Understanding OLED TVs

What's more important, picture or pixels?


Ultra HD (4K) may be getting all the attention now, but OLED TVs promise good things too.

Back in January at the Consumer Electronics Show, LG Electronics and Samsung showed off some of the first commercially viable OLED TVs, 55-inch models sizes appropriate for home theater or media rooms (Sony briefly sold an OLED TV, but it was only an 11-inch model). Sony showed a prototype of a different technology called Crystal LED and is partnering with Panasonic to make OLED TVs in the future. We expect a couple sets from LG and Samsung to start hitting the market over the next 12 months, maybe sooner.

So far no manufacturer has revealed pricing plans, but considering that the 11-inch Sony TV was $2,500 in 2008, we expect the first 55-inch TVs to be around $10,000 (plus or minus something), which puts them north of the highly rated Sharp Elite LED TVs. Whatever they cost, we expect them to be awesome.

How It Works:
TVs need light. Plasma TVs produce light from an electric charge exciting the gas to make a phosphor layer glow. Conventional LCD TVs use either CCFL or LED backlights. CCLF lights can’t be turned off, so the images always look a little washed out. LED backlights can be somewhat locally dimmed, but the results aren’t perfect.

AN OLED TV uses a layer of light emitting material within the panel in which the light-producing part is composed of an organic matter, such as carbon.

While there are several applications for OLED, in televisions the method uses in LG’s upcoming 55-inch TV is based around a stacked architecture in which RGB OLED layers are arranged on top of each other and behind a color refiner (like a color filter).

A thin film transistor backplane on glass provides the circuitry to power the OLEDs and creates the 1920 x 1080 resolution structure.
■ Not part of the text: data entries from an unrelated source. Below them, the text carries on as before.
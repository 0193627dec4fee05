//! File-based storage backend.

use crate::backend::StorageBackend;
use crate::error::{StorageError, StorageResult};
use parking_lot::Mutex;
use std::fs::{File, OpenOptions};
use std::io::{Read, Seek, SeekFrom, Write};
use std::path::{Path, PathBuf};

/// A byte store backed by one file.
///
/// A database home keeps one file per named checkpoint. `flush` hands
/// the bytes to the OS, `sync` makes data and metadata durable.
///
/// # Example
///
/// ```no_run
/// use rangedb_storage::{StorageBackend, FileBackend};
/// use std::path::Path;
///
/// let mut backend = FileBackend::open(Path::new("home/RangeDBCheckpoint.ckpt")).unwrap();
/// backend.replace(b"encoded image").unwrap();
/// backend.sync().unwrap();
/// ```
#[derive(Debug)]
pub struct FileBackend {
    path: PathBuf,
    /// File handle and cached size, always updated together.
    inner: Mutex<(File, u64)>,
}

impl FileBackend {
    /// Opens or creates the file at `path`.
    ///
    /// # Errors
    ///
    /// Returns an error if the file cannot be opened or created.
    pub fn open(path: &Path) -> StorageResult<Self> {
        let file = OpenOptions::new()
            .read(true)
            .write(true)
            .create(true)
            .truncate(false)
            .open(path)?;
        let size = file.metadata()?.len();
        Ok(Self {
            path: path.to_path_buf(),
            inner: Mutex::new((file, size)),
        })
    }

    /// Opens the file, creating missing parent directories first.
    ///
    /// # Errors
    ///
    /// Returns an error if directories cannot be created or the file cannot be opened.
    pub fn open_with_create_dirs(path: &Path) -> StorageResult<Self> {
        if let Some(parent) = path.parent() {
            std::fs::create_dir_all(parent)?;
        }
        Self::open(path)
    }

    /// Returns the path to the underlying file.
    #[must_use]
    pub fn path(&self) -> &Path {
        &self.path
    }
}

impl StorageBackend for FileBackend {
    fn read_at(&self, offset: u64, len: usize) -> StorageResult<Vec<u8>> {
        let mut guard = self.inner.lock();
        let (file, size) = &mut *guard;
        let end = offset.saturating_add(len as u64);
        if end > *size {
            return Err(StorageError::ReadPastEnd {
                offset,
                len,
                size: *size,
            });
        }
        let mut buffer = vec![0u8; len];
        if len > 0 {
            file.seek(SeekFrom::Start(offset))?;
            file.read_exact(&mut buffer)?;
        }
        Ok(buffer)
    }

    fn append(&mut self, data: &[u8]) -> StorageResult<u64> {
        let mut guard = self.inner.lock();
        let (file, size) = &mut *guard;
        let offset = *size;
        if !data.is_empty() {
            file.seek(SeekFrom::End(0))?;
            file.write_all(data)?;
            *size += data.len() as u64;
        }
        Ok(offset)
    }

    fn flush(&mut self) -> StorageResult<()> {
        self.inner.lock().0.flush()?;
        Ok(())
    }

    fn size(&self) -> StorageResult<u64> {
        Ok(self.inner.lock().1)
    }

    fn sync(&mut self) -> StorageResult<()> {
        self.inner.lock().0.sync_all()?;
        Ok(())
    }

    fn truncate(&mut self, new_size: u64) -> StorageResult<()> {
        let mut guard = self.inner.lock();
        let (file, size) = &mut *guard;
        if new_size > *size {
            return Err(StorageError::TruncateBeyondEnd {
                requested: new_size,
                size: *size,
            });
        }
        file.set_len(new_size)?;
        *size = new_size;
        Ok(())
    }
}

#[cfg(test)]
mod tests {
    use super::*;
    use tempfile::tempdir;

    #[test]
    fn image_survives_reopen() {
        let dir = tempdir().unwrap();
        let path = dir.path().join("ckpt.ckpt");

        {
            let mut backend = FileBackend::open(&path).unwrap();
            backend.replace(b"first image, longer").unwrap();
            backend.replace(b"second image").unwrap();
            backend.sync().unwrap();
        }

        let backend = FileBackend::open(&path).unwrap();
        assert_eq!(backend.read_all().unwrap(), b"second image");
    }

    #[test]
    fn offsets_follow_appends() {
        let dir = tempdir().unwrap();
        let mut backend = FileBackend::open(&dir.path().join("a.bin")).unwrap();
        assert_eq!(backend.append(b"head").unwrap(), 0);
        assert_eq!(backend.append(b"").unwrap(), 4);
        assert_eq!(backend.append(b"tail").unwrap(), 4);
        assert_eq!(backend.read_at(2, 4).unwrap(), b"adta");
    }

    #[test]
    fn read_past_end_is_rejected() {
        let dir = tempdir().unwrap();
        let mut backend = FileBackend::open(&dir.path().join("a.bin")).unwrap();
        backend.append(b"hello").unwrap();
        assert!(matches!(
            backend.read_at(4, 2),
            Err(StorageError::ReadPastEnd { .. })
        ));
    }

    #[test]
    fn truncate_beyond_end_is_rejected() {
        let dir = tempdir().unwrap();
        let mut backend = FileBackend::open(&dir.path().join("a.bin")).unwrap();
        backend.append(b"abc").unwrap();
        assert!(matches!(
            backend.truncate(10),
            Err(StorageError::TruncateBeyondEnd { .. })
        ));
    }

    #[test]
    fn nested_home_is_created() {
        let dir = tempdir().unwrap();
        let path = dir.path().join("home").join("nested").join("x.ckpt");
        let backend = FileBackend::open_with_create_dirs(&path).unwrap();
        assert_eq!(backend.path(), path);
        assert!(path.exists());
    }
}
Due to the extremely thin profile of the TVs, separate input boxes are likely to be needed to connect source components.

What are the benefits of OLED

• Energy: Just as LED TVs consume less energy than CCFL or plasma TVs, OLED TVs consume even less. This means that a whopping big TV may only require a trickle of power to operate.

• No backlight: Just like a plasma TV, an OLED TVs is self-emitting, which means the TV doesn’t require a back or edge lighting mechanism (with plasma TVs, the plasma gas produces the light).
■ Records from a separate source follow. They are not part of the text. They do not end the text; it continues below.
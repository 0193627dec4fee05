//! Property-based test generators using proptest.
//!
//! Provides strategies for generating key sets, cursor bounds and cursor
//! operation sequences that maintain required invariants.

use proptest::prelude::*;
use std::collections::BTreeSet;

/// One end of a generated bound.
#[derive(Debug, Clone, Copy, PartialEq, Eq)]
pub struct GenBound {
    /// Bound key.
    pub key: i64,
    /// Whether the key itself is in range.
    pub inclusive: bool,
}

/// A generated pair of bounds; never empty or inverted.
#[derive(Debug, Clone, Copy, PartialEq, Eq)]
pub struct GenBounds {
    /// Lower bound.
    pub lower: Option<GenBound>,
    /// Upper bound.
    pub upper: Option<GenBound>,
}

impl GenBounds {
    /// Whether `key` lies inside both bounds.
    pub fn admits(&self, key: i64) -> bool {
        let above_lower = self
            .lower
            .map_or(true, |b| key > b.key || (key == b.key && b.inclusive));
        let below_upper = self
            .upper
            .map_or(true, |b| key < b.key || (key == b.key && b.inclusive));
        above_lower && below_upper
    }
}

/// A cursor operation in a generated sequence.
#[derive(Debug, Clone, Copy, PartialEq, Eq)]
pub enum CursorStep {
    /// `next`.
    Next,
    /// `prev`.
    Prev,
    /// `reset`.
    Reset,
    /// `search` for a key.
    Search(i64),
    /// `search_near` for a key.
    SearchNear(i64),
}

/// Strategy for sets of integer keys in `0..max`.
pub fn key_set_strategy(max: i64, size: usize) -> impl Strategy<Value = BTreeSet<i64>> {
    prop::collection::btree_set(0..max, 0..size)
}

fn bound_strategy(max: i64) -> impl Strategy<Value = Option<GenBound>> {
    prop::option::of((-2..max + 2, any::<bool>()).prop_map(|(key, inclusive)| GenBound { key, inclusive }))
}

/// Strategy for valid bounds over keys in `0..max`.
pub fn bounds_strategy(max: i64) -> impl Strategy<Value = GenBounds> {
    (bound_strategy(max), bound_strategy(max))
        .prop_filter("bounds must form a non-empty interval", |(lower, upper)| {
            match (lower, upper) {
                (Some(l), Some(u)) => l.key < u.key || (l.key == u.key && l.inclusive && u.inclusive),
                _ => true,
            }
        })
        .prop_map(|(lower, upper)| GenBounds { lower, upper })
}

/// Strategy for cursor operation sequences over keys in `0..max`.
pub fn cursor_steps_strategy(max: i64, len: usize) -> impl Strategy<Value = Vec<CursorStep>> {
    let step = prop_oneof![
        4 => Just(CursorStep::Next),
        4 => Just(CursorStep::Prev),
        1 => Just(CursorStep::Reset),
        1 => (-2..max + 2).prop_map(CursorStep::Search),
        1 => (-2..max + 2).prop_map(CursorStep::SearchNear),
    ];
    prop::collection::vec(step, 1..len)
}

/// Strategy for a history of one key: commit timestamps (strictly
/// increasing, starting above zero) paired with a removal flag.
pub fn history_strategy(len: usize) -> impl Strategy<Value = Vec<(u64, bool)>> {
    prop::collection::vec((1u64..10, prop::bool::weighted(0.2)), 1..len).prop_map(|steps| {
        let mut ts = 0;
        steps
            .into_iter()
            .map(|(gap, removed)| {
                ts += gap;
                (ts, removed)
            })
            .collect()
    })
}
• High contrast: Extremely high contrast is possible because individual pixels can be completely turned off, which is something no LED TV can do, even with local dimming. Preproduction samples we’ve seen demonstrated outstanding black levels, possibly the best achievable.
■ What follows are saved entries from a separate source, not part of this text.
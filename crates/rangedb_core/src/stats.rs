//! Database statistics.
//!
//! Counters are relaxed atomics shared by every session; read them through
//! [`DatabaseStats::snapshot`].
//!
//! ```rust,ignore
//! let db = Database::open_in_memory()?;
//! // ... bounded scans ...
//! let stats = db.stats();
//! println!("early exits: {}", stats.bounds_next_early_exit);
//! ```

use serde::Serialize;
use std::sync::atomic::{AtomicU64, Ordering};

/// Engine-wide counters.
#[derive(Debug, Default)]
pub struct DatabaseStats {
    cursor_searches: AtomicU64,
    cursor_search_nears: AtomicU64,
    cursor_nexts: AtomicU64,
    cursor_prevs: AtomicU64,
    cursor_writes: AtomicU64,

    bounds_search_early_exit: AtomicU64,
    bounds_search_near_repositioned: AtomicU64,
    bounds_next_early_exit: AtomicU64,
    bounds_prev_early_exit: AtomicU64,

    prepare_conflicts: AtomicU64,
    rollbacks_required: AtomicU64,

    truncates: AtomicU64,
    fast_deleted_pages: AtomicU64,
    pages_instantiated: AtomicU64,
    versions_discarded: AtomicU64,

    transactions_begun: AtomicU64,
    transactions_committed: AtomicU64,
    transactions_rolled_back: AtomicU64,
    transactions_prepared: AtomicU64,

    checkpoints: AtomicU64,
}

/// Which cursor operation to count.
#[derive(Debug, Clone, Copy, PartialEq, Eq)]
pub(crate) enum CursorOp {
    Search,
    SearchNear,
    Next,
    Prev,
    Write,
}

fn bump(counter: &AtomicU64) {
    counter.fetch_add(1, Ordering::Relaxed);
}

impl DatabaseStats {
    /// Creates zeroed counters.
    pub fn new() -> Self {
        Self::default()
    }

    pub(crate) fn record_cursor_op(&self, op: CursorOp) {
        bump(match op {
            CursorOp::Search => &self.cursor_searches,
            CursorOp::SearchNear => &self.cursor_search_nears,
            CursorOp::Next => &self.cursor_nexts,
            CursorOp::Prev => &self.cursor_prevs,
            CursorOp::Write => &self.cursor_writes,
        });
    }

    pub(crate) fn record_search_early_exit(&self) {
        bump(&self.bounds_search_early_exit);
    }

    pub(crate) fn record_search_near_repositioned(&self) {
        bump(&self.bounds_search_near_repositioned);
    }

    pub(crate) fn record_next_early_exit(&self) {
        bump(&self.bounds_next_early_exit);
    }

    pub(crate) fn record_prev_early_exit(&self) {
        bump(&self.bounds_prev_early_exit);
    }

    pub(crate) fn record_prepare_conflict(&self) {
        bump(&self.prepare_conflicts);
    }

    pub(crate) fn record_rollback_required(&self) {
        bump(&self.rollbacks_required);
    }

    pub(crate) fn record_truncate(&self) {
        bump(&self.truncates);
    }

    pub(crate) fn record_fast_deleted_pages(&self, pages: u64) {
        self.fast_deleted_pages.fetch_add(pages, Ordering::Relaxed);
    }

    pub(crate) fn record_page_instantiated(&self) {
        bump(&self.pages_instantiated);
    }

    pub(crate) fn record_versions_discarded(&self, versions: u64) {
        self.versions_discarded.fetch_add(versions, Ordering::Relaxed);
    }

    pub(crate) fn record_transaction_begin(&self) {
        bump(&self.transactions_begun);
    }

    pub(crate) fn record_transaction_commit(&self) {
        bump(&self.transactions_committed);
    }

    pub(crate) fn record_transaction_rollback(&self) {
        bump(&self.transactions_rolled_back);
    }

    pub(crate) fn record_transaction_prepare(&self) {
        bump(&self.transactions_prepared);
    }

    pub(crate) fn record_checkpoint(&self) {
        bump(&self.checkpoints);
    }

    /// Returns a point-in-time copy of every counter.
    pub fn snapshot(&self) -> StatsSnapshot {
        let load = |c: &AtomicU64| c.load(Ordering::Relaxed);
        StatsSnapshot {
            cursor_searches: load(&self.cursor_searches),
            cursor_search_nears: load(&self.cursor_search_nears),
            cursor_nexts: load(&self.cursor_nexts),
            cursor_prevs: load(&self.cursor_prevs),
            cursor_writes: load(&self.cursor_writes),
            bounds_search_early_exit: load(&self.bounds_search_early_exit),
            bounds_search_near_repositioned: load(&self.bounds_search_near_repositioned),
            bounds_next_early_exit: load(&self.bounds_next_early_exit),
            bounds_prev_early_exit: load(&self.bounds_prev_early_exit),
            prepare_conflicts: load(&self.prepare_conflicts),
            rollbacks_required: load(&self.rollbacks_required),
            truncates: load(&self.truncates),
            fast_deleted_pages: load(&self.fast_deleted_pages),
            pages_instantiated: load(&self.pages_instantiated),
            versions_discarded: load(&self.versions_discarded),
            transactions_begun: load(&self.transactions_begun),
            transactions_committed: load(&self.transactions_committed),
            transactions_rolled_back: load(&self.transactions_rolled_back),
            transactions_prepared: load(&self.transactions_prepared),
            checkpoints: load(&self.checkpoints),
        }
    }
}

/// A point-in-time copy of [`DatabaseStats`].
///
/// Unlike `DatabaseStats`, this is a plain struct that can be serialized,
/// compared, or passed across threads without atomics.
#[derive(Debug, Clone, PartialEq, Eq, Default, Serialize)]
pub struct StatsSnapshot {
    /// `search` calls.
    pub cursor_searches: u64,
    /// `search_near` calls.
    pub cursor_search_nears: u64,
    /// `next` calls.
    pub cursor_nexts: u64,
    /// `prev` calls.
    pub cursor_prevs: u64,
    /// Cursor mutations.
    pub cursor_writes: u64,
    /// Searches answered without touching the tree because the key was out of bounds.
    pub bounds_search_early_exit: u64,
    /// `search_near` calls moved to a bound because the key was out of bounds.
    pub bounds_search_near_repositioned: u64,
    /// Forward scans stopped at the upper bound.
    pub bounds_next_early_exit: u64,
    /// Backward scans stopped at the lower bound.
    pub bounds_prev_early_exit: u64,
    /// Reads that hit a prepared update.
    pub prepare_conflicts: u64,
    /// Writes and truncates that failed with rollback-required.
    pub rollbacks_required: u64,
    /// Range truncates applied.
    pub truncates: u64,
    /// Pages deleted without instantiating their records.
    pub fast_deleted_pages: u64,
    /// Fast-deleted pages turned back into per-record tombstones.
    pub pages_instantiated: u64,
    /// Versions discarded by obsolete-history cleanup.
    pub versions_discarded: u64,
    /// Transactions begun.
    pub transactions_begun: u64,
    /// Transactions committed.
    pub transactions_committed: u64,
    /// Transactions rolled back.
    pub transactions_rolled_back: u64,
    /// Transactions prepared.
    pub transactions_prepared: u64,
    /// Checkpoints taken.
    pub checkpoints: u64,
}

#[cfg(test)]
mod tests {
    use super::*;

    #[test]
    fn counters_start_at_zero() {
        assert_eq!(DatabaseStats::new().snapshot(), StatsSnapshot::default());
    }

    #[test]
    fn snapshot_reflects_increments() {
        let stats = DatabaseStats::new();
        stats.record_cursor_op(CursorOp::Next);
        stats.record_cursor_op(CursorOp::Next);
        stats.record_next_early_exit();
        stats.record_fast_deleted_pages(3);
        stats.record_transaction_prepare();

        let snap = stats.snapshot();
        assert_eq!(snap.cursor_nexts, 2);
        assert_eq!(snap.bounds_next_early_exit, 1);
        assert_eq!(snap.fast_deleted_pages, 3);
        assert_eq!(snap.transactions_prepared, 1);
        assert_eq!(snap.cursor_prevs, 0);
    }

    #[test]
    fn snapshot_serializes() {
        let stats = DatabaseStats::new();
        stats.record_checkpoint();
        let snap = stats.snapshot();
        let mut buf = Vec::new();
        ciborium::into_writer(&snap, &mut buf).unwrap();
        assert!(!buf.is_empty());
    }
}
• Brightness: We haven’t tried any ourselves outside of trade shows, but so far they look extremely bright. Manufactures have been vague on light output specs, but numbers like 100 foot lamberts have been floated.

• Wide angle: Because the image is not passing through a crystal, the viewing angles would be as good as plasma or CRT TVs.

• Thin: OLEDs use fewer materials or layers, which means the TV itself can be incredibly thin and light. LG has demonstrated a 55-inch OLED TV that’s only 4mm thick. In the future, OLED TVs may even be flexible.

• Speed: OLEDs have the potential to be the Usain Bolt of the TV world, being the fastest TV technology ever. Refresh rates up to 100,000 Hz are theoretically possible.